-- INFORMATION follows --

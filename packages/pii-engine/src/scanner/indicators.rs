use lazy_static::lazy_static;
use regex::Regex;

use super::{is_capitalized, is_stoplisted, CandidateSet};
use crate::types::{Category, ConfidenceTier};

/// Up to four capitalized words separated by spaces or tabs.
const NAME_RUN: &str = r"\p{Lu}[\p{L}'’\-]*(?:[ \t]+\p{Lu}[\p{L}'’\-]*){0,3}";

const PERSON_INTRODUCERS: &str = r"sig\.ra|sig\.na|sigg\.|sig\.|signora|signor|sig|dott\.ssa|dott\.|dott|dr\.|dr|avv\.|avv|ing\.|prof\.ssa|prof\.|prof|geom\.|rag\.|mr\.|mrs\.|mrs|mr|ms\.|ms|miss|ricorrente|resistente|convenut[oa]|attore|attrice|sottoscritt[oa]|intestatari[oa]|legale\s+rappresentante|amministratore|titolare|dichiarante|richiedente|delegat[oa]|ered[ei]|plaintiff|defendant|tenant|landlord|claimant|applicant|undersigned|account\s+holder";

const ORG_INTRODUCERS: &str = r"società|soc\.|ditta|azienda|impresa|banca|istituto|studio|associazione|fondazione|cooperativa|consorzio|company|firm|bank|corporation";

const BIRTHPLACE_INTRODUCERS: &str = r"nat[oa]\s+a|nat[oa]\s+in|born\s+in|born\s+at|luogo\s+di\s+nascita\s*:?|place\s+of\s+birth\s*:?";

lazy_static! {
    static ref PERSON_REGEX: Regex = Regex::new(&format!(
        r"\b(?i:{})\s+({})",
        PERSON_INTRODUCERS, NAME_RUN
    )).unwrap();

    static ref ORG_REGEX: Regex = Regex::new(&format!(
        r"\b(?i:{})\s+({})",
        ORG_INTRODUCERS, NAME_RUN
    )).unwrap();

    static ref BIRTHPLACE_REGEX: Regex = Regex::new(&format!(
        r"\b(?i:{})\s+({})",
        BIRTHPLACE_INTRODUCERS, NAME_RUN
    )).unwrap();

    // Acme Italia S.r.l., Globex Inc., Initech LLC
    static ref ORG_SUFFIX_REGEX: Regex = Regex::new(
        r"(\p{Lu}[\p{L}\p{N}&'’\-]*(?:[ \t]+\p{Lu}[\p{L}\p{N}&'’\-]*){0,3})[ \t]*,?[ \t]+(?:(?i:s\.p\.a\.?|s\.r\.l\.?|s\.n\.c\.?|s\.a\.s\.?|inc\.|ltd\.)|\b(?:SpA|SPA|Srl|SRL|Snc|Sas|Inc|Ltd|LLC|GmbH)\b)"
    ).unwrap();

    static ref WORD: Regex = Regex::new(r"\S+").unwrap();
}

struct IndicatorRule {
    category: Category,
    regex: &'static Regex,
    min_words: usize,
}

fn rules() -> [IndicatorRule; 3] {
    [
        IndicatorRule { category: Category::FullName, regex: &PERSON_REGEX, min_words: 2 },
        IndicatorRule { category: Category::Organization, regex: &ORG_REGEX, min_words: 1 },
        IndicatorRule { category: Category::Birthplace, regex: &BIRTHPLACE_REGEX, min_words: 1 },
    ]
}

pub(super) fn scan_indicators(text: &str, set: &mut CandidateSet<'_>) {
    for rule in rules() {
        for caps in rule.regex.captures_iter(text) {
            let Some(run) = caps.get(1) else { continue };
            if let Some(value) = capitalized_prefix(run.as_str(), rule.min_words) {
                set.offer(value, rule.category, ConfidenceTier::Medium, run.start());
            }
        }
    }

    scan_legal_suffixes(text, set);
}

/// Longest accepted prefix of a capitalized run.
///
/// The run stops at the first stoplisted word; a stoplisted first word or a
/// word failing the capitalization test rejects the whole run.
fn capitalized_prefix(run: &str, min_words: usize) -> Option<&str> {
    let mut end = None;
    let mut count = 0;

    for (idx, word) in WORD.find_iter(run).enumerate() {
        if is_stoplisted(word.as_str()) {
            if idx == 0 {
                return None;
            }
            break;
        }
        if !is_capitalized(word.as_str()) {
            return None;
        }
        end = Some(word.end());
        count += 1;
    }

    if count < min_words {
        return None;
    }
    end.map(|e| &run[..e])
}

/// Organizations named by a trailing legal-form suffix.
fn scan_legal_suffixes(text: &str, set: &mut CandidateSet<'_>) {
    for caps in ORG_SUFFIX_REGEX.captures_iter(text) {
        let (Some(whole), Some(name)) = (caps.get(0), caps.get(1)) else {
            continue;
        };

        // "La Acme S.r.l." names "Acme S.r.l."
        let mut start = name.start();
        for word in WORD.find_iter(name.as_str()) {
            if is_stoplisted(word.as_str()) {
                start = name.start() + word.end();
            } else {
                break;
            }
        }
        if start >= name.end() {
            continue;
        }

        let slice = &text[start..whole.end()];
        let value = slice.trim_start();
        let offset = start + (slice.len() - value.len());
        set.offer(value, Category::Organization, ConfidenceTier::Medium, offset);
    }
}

-- INFORMATION concluded --

*WHAT IS NEEDED*. Up to and including the line with "const NAME_RUN: &str", please return the records exactly, beginning from their first line.

*RESULT*.
filename packages/pii-engine/src/scanner/indicators.rs
use lazy_static::lazy_static;
use regex::Regex;

use super::{is_capitalized, is_stoplisted, CandidateSet};
use crate::types::{Category, ConfidenceTier};

/// Up to four capitalized words separated by spaces or tabs.
const NAME_RUN: &str = r"\p{Lu}[\p{L}'’\-]*(?:[ \t]+\p{Lu}[\p{L}'’\-]*){0,3}";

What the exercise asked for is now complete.